I guess the whole world is up in arms over one Doug Walker's latest creation: his video about Pink Floyd's "The Wall".

I've been thinking for some time about maybe expositing on criticism and critique, so now seems like a pretty good opportunity, as the linked video I think is an interesting case study in this regard. The backstory here is simple: I have been conflicted about whether I should continue criticizing works here and elsewhere as I read them, and if so how I might go about it with a bit more... I don't know, maturity?

Probably maturity.

I admit I totally loved The Nostalgia Critic (hereafter, NC) back when it was new. I was an undergraduate at the time, I want to say freshman or sophomore, so it was the kind of thoughtless, exaggerated cartoonish garbage that appealed to me. I also enjoyed Family Guy, and I bet, if it had existed at the time I would have totally been into Cinema Sins.

I have since done a 180 on such things, but I can't say honestly that they didn't leave their mark. There was, and is, a bad guy in me who loves seeing someone do "takedowns" of "bad" media. Gotta' love sarcastic wit, right, in all its forms. And doesn't garbage like "The Room" or "Space Jam" totally deserve it?
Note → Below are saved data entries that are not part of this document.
//! Symptom Diagnosis API Server
//!
//! HTML form and JSON API in front of the diagnosis pipeline.

use axum::{
    http::{header, Method},
    routing::{get, post},
    Router,
};
use data_validator::Validator;
use diagnosis::{Diagnosis, DiagnosisPipeline};
use metrics_exporter_prometheus::{PrometheusBuilder, PrometheusHandle};
use std::net::SocketAddr;
use std::sync::Arc;
use tower_governor::GovernorLayer;
use tower_http::cors::{Any, CorsLayer};
use tower_http::trace::TraceLayer;
use tracing::info;
use tracing_subscriber::FmtSubscriber;

pub mod config;
pub mod error;
pub mod rate_limit;
pub mod routes;

pub use crate::config::{AppConfig, LoggingConfig};
pub use crate::error::ApiError;

/// Application state shared across handlers
pub struct AppState {
    pub pipeline: DiagnosisPipeline,
    pub validator: Validator,
    /// Prometheus handle, when the exporter is installed
    pub metrics: Option<PrometheusHandle>,
    /// Version string
    pub version: String,
    /// Start time
    pub start_time: std::time::Instant,
}

impl AppState {
    /// Create new application state
    pub fn new(config: &AppConfig, metrics: Option<PrometheusHandle>) -> Self {
        Self {
            pipeline: DiagnosisPipeline::new(config.engine.clone()),
            validator: Validator::default(),
            metrics,
            version: env!("CARGO_PKG_VERSION").to_string(),
            start_time: std::time::Instant::now(),
        }
    }
}

/// Create the application router
pub fn create_router(state: Arc<AppState>) -> Router {
    Router::new()
        .route("/", get(routes::form::show_form).post(routes::form::submit_form))
        .route("/api/v1/diagnosis", post(routes::diagnosis::post_diagnosis))
        .route("/api/v1/health", get(routes::health::health_handler))
        .route("/metrics", get(routes::health::metrics_handler))
        .with_state(state)
}

/// Router with tracing and, when enabled, per-IP rate limiting
pub fn build_app(config: &AppConfig, state: Arc<AppState>) -> Result<Router, ApiError> {
    let cors = CorsLayer::new()
        .allow_origin(Any)
        .allow_methods([Method::GET, Method::POST])
        .allow_headers([header::CONTENT_TYPE]);

    let mut app = create_router(state)
        .layer(cors)
        .layer(TraceLayer::new_for_http());

    if config.rate_limit.enabled {
        let governor = rate_limit::create_governor_config(&config.rate_limit)?;
        info!(
            "Rate limiting enabled: one request per {}s, burst {}",
            config.rate_limit.per_second, config.rate_limit.burst_size
        );
        app = app.layer(GovernorLayer { config: governor });
    }

    Ok(app)
}

/// Install the global Prometheus recorder
pub fn install_metrics() -> Result<PrometheusHandle, ApiError> {
    PrometheusBuilder::new()
        .install_recorder()
        .map_err(|e| ApiError::Metrics(e.to_string()))
}

/// Count one diagnosis request and record its score
pub(crate) fn record_outcome(outcome: &'static str, diagnosis: Option<&Diagnosis>) {
    let category = diagnosis
        .and_then(|d| d.category)
        .map(|c| c.as_str())
        .unwrap_or("none");
    metrics::counter!("diagnosis_requests_total", "outcome" => outcome, "category" => category).increment(1);

    if let Some(d) = diagnosis {
        metrics::histogram!("diagnosis_score").record(d.score);
        if d.used_fallback {
            metrics::counter!("diagnosis_fallback_total").increment(1);
        }
    }
}

/// Initialize logging
pub fn init_logging(config: &LoggingConfig) -> Result<(), ApiError> {
    let builder = FmtSubscriber::builder()
        .with_max_level(config.max_level())
        .with_target(true);

    let result = if config.json {
        tracing::subscriber::set_global_default(builder.json().finish())
    } else {
        tracing::subscriber::set_global_default(builder.finish())
    };

    result.map_err(|e| ApiError::Logging(e.to_string()))
}

/// Run the server until it stops
pub async fn run_server(config: AppConfig) -> Result<(), ApiError> {
    let metrics = if config.metrics.enabled {
        Some(install_metrics()?)
    } else {
        None
    };

    let state = Arc::new(AppState::new(&config, metrics));
    let app = build_app(&config, state)?;

    info!("Starting API server on {}", config.server.bind_addr);

    let listener = tokio::net::TcpListener::bind(&config.server.bind_addr).await?;
    axum::serve(listener, app.into_make_service_with_connect_info::<SocketAddr>()).await?;

    Ok(())
}
//! Validation Error Types

use thiserror::Error;

/// Errors during data validation
#[derive(Debug, Clone, PartialEq, Error)]
pub enum ValidationError {
    /// Value out of allowed range
    #[error("{field} value {value} is out of range [{min}, {max}]")]
    OutOfRange {
        field: &'static str,
        value: f64,
        min: f64,
        max: f64,
    },

    /// Value is empty, not a number, or not finite
    #[error("{field} is not a number: {raw:?}")]
    NotANumber { field: &'static str, raw: String },

    /// Missing required field
    #[error("Missing required field: {0}")]
    MissingField(&'static str),
}

impl ValidationError {
    /// Name of the offending field
    pub fn field(&self) -> &'static str {
        match self {
            ValidationError::OutOfRange { field, .. } => field,
            ValidationError::NotANumber { field, .. } => field,
            ValidationError::MissingField(field) => field,
        }
    }
}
Well, maybe not. What gives a person pause about that, because a person is quite selfish, is seeing said sarcastic wit leveled against things they legitimately love. For me, regarding the NC, it was his review of the original film version of "It", in which he decided to trash talk Stephen King himself in a manner showcasing how little Stephen King he's apparently read. Boy howdy, it's extremely annoying to hear someone berating something great with bad-faith criticism, isn't it? But the thing is, I still internalized that shit. So deep I didn't even realize it until, like, a few years ago. Thanks to sasya sasya, I'd say, for forcing me to come to terms with my own inadequacy in that regard. And, by the way, sorry for that shit review I left on Amazon. I deleted it just now (not that that helps anyone but myself).
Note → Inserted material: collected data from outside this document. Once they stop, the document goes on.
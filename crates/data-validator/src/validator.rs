//! Score Validator for Parsing and Range Checking

use crate::error::ValidationError;
use serde::{Deserialize, Serialize};
use tracing::warn;

/// Validation configuration
#[derive(Debug, Clone, Serialize, Deserialize)]
pub struct ValidationConfig {
    /// Valid severity range (inclusive)
    pub score_range: (f64, f64),
    /// Clamp out-of-range scores instead of rejecting them
    pub clamp_out_of_range: bool,
}

impl Default for ValidationConfig {
    fn default() -> Self {
        Self {
            score_range: (0.0, 10.0),
            clamp_out_of_range: true,
        }
    }
}

/// Validator for symptom severity scores
#[derive(Debug, Clone)]
pub struct Validator {
    config: ValidationConfig,
}

impl Validator {
    /// Create a new validator with given config
    pub fn new(config: ValidationConfig) -> Self {
        Self { config }
    }

    pub fn config(&self) -> &ValidationConfig {
        &self.config
    }

    /// Parse a raw form value into a score.
    ///
    /// Surrounding whitespace is ignored. Empty, non-numeric and non-finite
    /// values are rejected; the result is then range checked.
    pub fn parse_score(&self, field: &'static str, raw: Option<&str>) -> Result<f64, ValidationError> {
        let raw = raw.ok_or(ValidationError::MissingField(field))?;
        let value = raw
            .trim()
            .parse::<f64>()
            .ok()
            .filter(|v| v.is_finite())
            .ok_or_else(|| ValidationError::NotANumber {
                field,
                raw: raw.to_string(),
            })?;
        self.check_score(field, value)
    }

    /// Range check a numeric score, clamping when configured to
    pub fn check_score(&self, field: &'static str, value: f64) -> Result<f64, ValidationError> {
        if !value.is_finite() {
            return Err(ValidationError::NotANumber {
                field,
                raw: value.to_string(),
            });
        }
        match self.validate_range(field, value) {
            Ok(()) => Ok(value),
            Err(e) if self.config.clamp_out_of_range => {
                let (min, max) = self.config.score_range;
                warn!("{}; clamping", e);
                Ok(value.clamp(min, max))
            }
            Err(e) => Err(e),
        }
    }

    /// Validate a single value against the score range
    pub fn validate_range(&self, field: &'static str, value: f64) -> Result<(), ValidationError> {
        let (min, max) = self.config.score_range;
        if value < min || value > max {
            Err(ValidationError::OutOfRange { field, value, min, max })
        } else {
            Ok(())
        }
    }
}

impl Default for Validator {
    fn default() -> Self {
        Self::new(ValidationConfig::default())
    }
}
Overly negative critique is entertaining to read or to listen to, sure, but I think I can't deal with it anymore, from me or anyone else. From the critic's perspective, I'd say now it's good mainly for closing off potential avenues of joy from your life. Because in the end, there's always someone out there who loves the thing you hate, right? So isn't it healthier to try to understand that love, and then try to internalize it yourself? It's just a nicer feeling to enjoy something than to despise something. I already do this with food. I'll try anything as long as someone considers it edible, because I now understand that there are more flavors than sweet or salty, and they come with their own funky pleasures. You can acquire acquired tastes.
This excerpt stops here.